O Brasil conseguiu sustentar a oitava colocação no ranking dos países com as marcas de bancos mais valiosas do mundo. O relatório é feito pela consultoria britânica Brand Finance em parceria com a revista The Banker. Após registrar duas quedas consecutivas nos anos anteriores, o país atingiu a cifra total de US$ 34,3 bilhões, beneficiado pela valorização cambial e pelo reforço individual do Bradesco e da Caixa Econômica Federal, que foram mais bem avaliados pelos consumidores.
À frente do Brasil, permaneceram nações como Espanha, França, Japão e Canadá, todas com valor superior a US$ 35,5 bilhões. Os Estados Unidos seguiram na liderança do ranking, que inclui bancos e empresas de cartões de crédito, com 61 instituições que, juntas, tiveram suas marcas avaliadas em quase US$ 202 bilhões.

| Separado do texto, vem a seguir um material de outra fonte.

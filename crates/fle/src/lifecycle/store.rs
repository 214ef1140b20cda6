//! The document-store seam.

use async_trait::async_trait;
use serde_json::{Map, Value};
use thiserror::Error;

/// Failure reported by a document store.
#[derive(Debug, Error)]
#[error("document store error: {0}")]
pub struct StoreError(pub String);

/// Minimal document-store driver interface the binder hooks into.
///
/// Filters are JSON query documents; documents are JSON objects carrying an
/// `_id`. Implementations see only ciphertext for encrypted fields.
#[async_trait]
pub trait DocumentStore: Send + Sync {
    /// Insert a new document and return it as stored (with `_id` assigned).
    async fn insert(&self, collection: &str, document: Value) -> Result<Value, StoreError>;

    /// Replace the document with the same `_id`, inserting it if absent.
    async fn replace(&self, collection: &str, document: Value) -> Result<Value, StoreError>;

    async fn find(&self, collection: &str, filter: &Value) -> Result<Vec<Value>, StoreError>;

    async fn find_one(&self, collection: &str, filter: &Value) -> Result<Option<Value>, StoreError>;

    async fn count(&self, collection: &str, filter: &Value) -> Result<u64, StoreError>;

    /// Delete every matching document; returns how many were removed.
    async fn delete_many(&self, collection: &str, filter: &Value) -> Result<u64, StoreError>;

    /// Set `fields` (dotted paths) on every matching document; returns how
    /// many were modified.
    async fn update_many(
        &self,
        collection: &str,
        filter: &Value,
        fields: &Map<String, Value>,
    ) -> Result<u64, StoreError>;
}
//! Transparent field-level encryption for JSON documents.
//!
//! Selected string fields are encrypted before a document reaches its store
//! and decrypted after it is read back. All cryptography is delegated to a
//! remote transit key service ([`VaultTransit`], or [`MemoryTransit`] for
//! tests); this crate only decides which fields, under which key name, and
//! keeps batch results aligned with the fields they belong to.
//!
//! ```ignore
//! let schema = Schema::from_definition(&definition)?;
//! let encryptor = EncryptionPolicy::new(&schema, options)?.bind(transit, "identities");
//! let people = EncryptedCollection::new(store, encryptor, "identities");
//! people.create(document).await?;
//! ```

pub mod codec;
pub mod error;
pub mod lifecycle;
pub mod path;
pub mod policy;
pub mod query;
pub mod schema;
pub mod transformer;
pub mod transit;

pub use codec::Direction;
pub use error::{ConfigurationError, FleError, Result};
pub use lifecycle::{DocumentStore, EncryptedCollection, MemoryStore, StoreError};
pub use policy::{EncryptionPolicy, KeyNameError, KeyNameStrategy, PolicyOptions};
pub use schema::{FieldType, Schema, SchemaPath};
pub use transformer::FieldEncryptor;
pub use transit::{KeyService, KeyServiceError, MemoryTransit, VaultTransit};
//! Lifecycle binding: transparent encryption around a [`DocumentStore`].
//!
//! [`EncryptedCollection`] plays the role of the store's pre/post hooks:
//!
//! | operation                          | before                | after              |
//! |------------------------------------|-----------------------|--------------------|
//! | `create`, `save`                   | encrypt document      | decrypt (optional) |
//! | `find`, `find_one`                 | rewrite filter        | decrypt results    |
//! | `count`, `delete_many`             | rewrite filter        |                    |
//! | `update_many`                      | rewrite filter + set  |                    |
//!
//! A failure in any "before" step aborts the operation; nothing reaches the
//! store. When the policy disables middleware every call goes straight
//! through.

pub mod memory;
pub mod store;

pub use memory::MemoryStore;
pub use store::{DocumentStore, StoreError};

use std::sync::Arc;

use futures_util::future::try_join_all;
use serde_json::{Map, Value};
use tracing::{debug, info};
use uuid::Uuid;

use crate::error::Result;
use crate::transformer::FieldEncryptor;

/// Store operations that take a filter, for logging.
#[derive(Debug, Clone, Copy, PartialEq, Eq)]
pub enum QueryKind {
    Find,
    FindOne,
    Count,
    Delete,
    Update,
}

impl QueryKind {
    pub fn as_str(&self) -> &'static str {
        match self {
            QueryKind::Find => "find",
            QueryKind::FindOne => "find_one",
            QueryKind::Count => "count",
            QueryKind::Delete => "delete_many",
            QueryKind::Update => "update_many",
        }
    }
}

/// A store collection with field-level encryption hooked into every call.
pub struct EncryptedCollection<S> {
    store: Arc<S>,
    encryptor: FieldEncryptor,
    name: String,
}

impl<S: DocumentStore> EncryptedCollection<S> {
    /// Wrap collection `name` of `store`.
    ///
    /// `name` addresses the store; key derivation uses the encryptor's own
    /// collection identity.
    pub fn new(store: Arc<S>, encryptor: FieldEncryptor, name: impl Into<String>) -> Self {
        let name = name.into();
        info!(
            collection = %name,
            key_collection = %encryptor.collection(),
            middleware = encryptor.policy().middleware(),
            "encrypted collection bound"
        );
        Self {
            store,
            encryptor,
            name,
        }
    }

    pub fn name(&self) -> &str {
        &self.name
    }

    pub fn encryptor(&self) -> &FieldEncryptor {
        &self.encryptor
    }

    pub fn store(&self) -> &S {
        &self.store
    }

    fn hooks_enabled(&self) -> bool {
        self.encryptor.policy().middleware()
    }

    /// Insert a new document.
    ///
    /// An `_id` is assigned first when absent so per-document key names can
    /// be derived. Returns the stored document, decrypted again unless
    /// `decrypt_post_save` is off.
    pub async fn create(&self, document: Value) -> Result<Value> {
        let document = self.before_save(document).await?;
        let stored = self.store.insert(&self.name, document).await?;
        self.after_save(stored).await
    }

    /// Insert or replace a document by `_id`.
    pub async fn save(&self, document: Value) -> Result<Value> {
        let document = self.before_save(document).await?;
        let stored = self.store.replace(&self.name, document).await?;
        self.after_save(stored).await
    }

    pub async fn find(&self, filter: Value) -> Result<Vec<Value>> {
        let filter = self.before_query(filter, QueryKind::Find).await?;
        let docs = self.store.find(&self.name, &filter).await?;
        if !self.hooks_enabled() {
            return Ok(docs);
        }
        try_join_all(docs.into_iter().map(|doc| self.decrypted(doc))).await
    }

    pub async fn find_one(&self, filter: Value) -> Result<Option<Value>> {
        let filter = self.before_query(filter, QueryKind::FindOne).await?;
        match self.store.find_one(&self.name, &filter).await? {
            Some(doc) if self.hooks_enabled() => Ok(Some(self.decrypted(doc).await?)),
            other => Ok(other),
        }
    }

    pub async fn count(&self, filter: Value) -> Result<u64> {
        let filter = self.before_query(filter, QueryKind::Count).await?;
        Ok(self.store.count(&self.name, &filter).await?)
    }

    pub async fn delete_many(&self, filter: Value) -> Result<u64> {
        let filter = self.before_query(filter, QueryKind::Delete).await?;
        Ok(self.store.delete_many(&self.name, &filter).await?)
    }

    /// Set `fields` on every document matching `filter`.
    ///
    /// Values assigned to encrypted fields, including strings nested in
    /// assigned sub-documents, are encrypted under the collection key in the
    /// same batch as the filter leaves, so per-document key names cannot be
    /// used here.
    pub async fn update_many(&self, mut filter: Value, mut fields: Map<String, Value>) -> Result<u64> {
        if self.hooks_enabled() {
            let rewritten = self.encryptor.rewrite_update(&mut filter, &mut fields).await?;
            debug!(collection = %self.name, kind = QueryKind::Update.as_str(), leaves = rewritten, "update rewritten");
        }
        Ok(self.store.update_many(&self.name, &filter, &fields).await?)
    }

    async fn before_save(&self, mut document: Value) -> Result<Value> {
        if !self.hooks_enabled() {
            return Ok(document);
        }
        if let Value::Object(map) = &mut document {
            map.entry("_id")
                .or_insert_with(|| Value::String(Uuid::new_v4().to_string()));
        }
        let encrypted = self.encryptor.encrypt(&mut document).await?;
        debug!(collection = %self.name, fields = encrypted, "document encrypted before save");
        Ok(document)
    }

    async fn after_save(&self, document: Value) -> Result<Value> {
        if !self.hooks_enabled() || !self.encryptor.policy().decrypt_post_save() {
            return Ok(document);
        }
        self.decrypted(document).await
    }

    async fn before_query(&self, mut filter: Value, kind: QueryKind) -> Result<Value> {
        if !self.hooks_enabled() {
            return Ok(filter);
        }
        let rewritten = self.encryptor.rewrite_query(&mut filter).await?;
        debug!(collection = %self.name, kind = kind.as_str(), leaves = rewritten, "filter rewritten");
        Ok(filter)
    }

    async fn decrypted(&self, mut document: Value) -> Result<Value> {
        self.encryptor.decrypt(&mut document).await?;
        Ok(document)
    }
}

impl<S> std::fmt::Debug for EncryptedCollection<S> {
    fn fmt(&self, f: &mut std::fmt::Formatter<'_>) -> std::fmt::Result {
        f.debug_struct("EncryptedCollection")
            .field("name", &self.name)
            .field("encryptor", &self.encryptor)
            .finish_non_exhaustive()
    }
}

#[cfg(test)]
mod tests {
    use super::*;
    use crate::error::FleError;
    use crate::policy::{EncryptionPolicy, PolicyOptions};
    use crate::schema::{FieldType, Schema};
    use crate::transit::{KeyServiceError, MockKeyService};
    use serde_json::json;

    fn policy(options: PolicyOptions) -> EncryptionPolicy {
        let schema = Schema::new()
            .path("_id", FieldType::ObjectId)
            .path("firstName", FieldType::String);
        EncryptionPolicy::new(&schema, options).unwrap()
    }

    #[tokio::test]
    async fn failed_encryption_aborts_the_write() {
        let mut mock = MockKeyService::new();
        mock.expect_encrypt()
            .times(1)
            .returning(|_, _| Err(KeyServiceError::Transport("down".into())));
        let store = Arc::new(MemoryStore::new());
        let people = EncryptedCollection::new(
            store.clone(),
            policy(PolicyOptions::default()).bind(Arc::new(mock), "people"),
            "people",
        );

        let err = people.create(json!({"firstName": "Max"})).await.unwrap_err();
        assert!(matches!(err, FleError::KeyService(_)));
        assert!(store.raw("people").await.is_empty());
    }

    #[tokio::test]
    async fn disabled_middleware_never_calls_the_key_service() {
        let mut mock = MockKeyService::new();
        mock.expect_encrypt().times(0);
        mock.expect_decrypt().times(0);
        let store = Arc::new(MemoryStore::new());
        let people = EncryptedCollection::new(
            store.clone(),
            policy(PolicyOptions {
                middleware: false,
                ..Default::default()
            })
            .bind(Arc::new(mock), "people"),
            "people",
        );

        people.create(json!({"_id": "1", "firstName": "Max"})).await.unwrap();
        assert_eq!(store.raw("people").await[0]["firstName"], "Max");
        assert_eq!(people.find(json!({"firstName": "Max"})).await.unwrap().len(), 1);
        assert_eq!(people.count(json!({})).await.unwrap(), 1);
    }

    fn failing_decrypt(store: Arc<MemoryStore>) -> EncryptedCollection<MemoryStore> {
        let mut mock = MockKeyService::new();
        mock.expect_encrypt().times(0);
        mock.expect_decrypt()
            .times(1)
            .returning(|_, _| Err(KeyServiceError::Transport("down".into())));
        EncryptedCollection::new(
            store,
            policy(PolicyOptions::default()).bind(Arc::new(mock), "people"),
            "people",
        )
    }

    #[tokio::test]
    async fn failed_decryption_aborts_find() {
        let store = Arc::new(MemoryStore::new());
        store
            .insert("people", json!({"_id": "1", "firstName": "vault:v1:c2VjcmV0"}))
            .await
            .unwrap();
        let people = failing_decrypt(store);

        let err = people.find(json!({})).await.unwrap_err();
        assert!(matches!(err, FleError::KeyService(KeyServiceError::Transport(_))));
    }

    #[tokio::test]
    async fn failed_decryption_aborts_find_one() {
        let store = Arc::new(MemoryStore::new());
        store
            .insert("people", json!({"_id": "1", "firstName": "vault:v1:c2VjcmV0"}))
            .await
            .unwrap();
        let people = failing_decrypt(store);

        let err = people.find_one(json!({"_id": "1"})).await.unwrap_err();
        assert!(matches!(err, FleError::KeyService(_)));
    }
}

Além de manter a 8ª posição no ranking deste ano, o Brasil emplacou, novamente, dois representantes entre os 25 mais bem avaliados do mundo, lista liderada pelo norte-americano Wells Fargo. O destaque foi o Bradesco, que saltou cinco posições, da 20ª para a 15ª colocação. É o primeiro colocado entre os bancos da América Latina, com valor de marca de US$ 12,4 bilhões, cifra 17% maior que a vista na última medição. O resultado lhe garantiu também o 10º lugar na lista dos bancos que mais valorizaram suas marcas no último ano. Já a Caixa, que entrou para o ranking no ano passado, conseguiu valorizar sua marca em 8%, para US$ 5,1 bilhões.
Na outra ponta, Itaú Unibanco, Banco do Brasil e Safra viram suas marcas se desvalorizarem. Essas instituições registraram queda de 9%, 6% e 18%, respectivamente.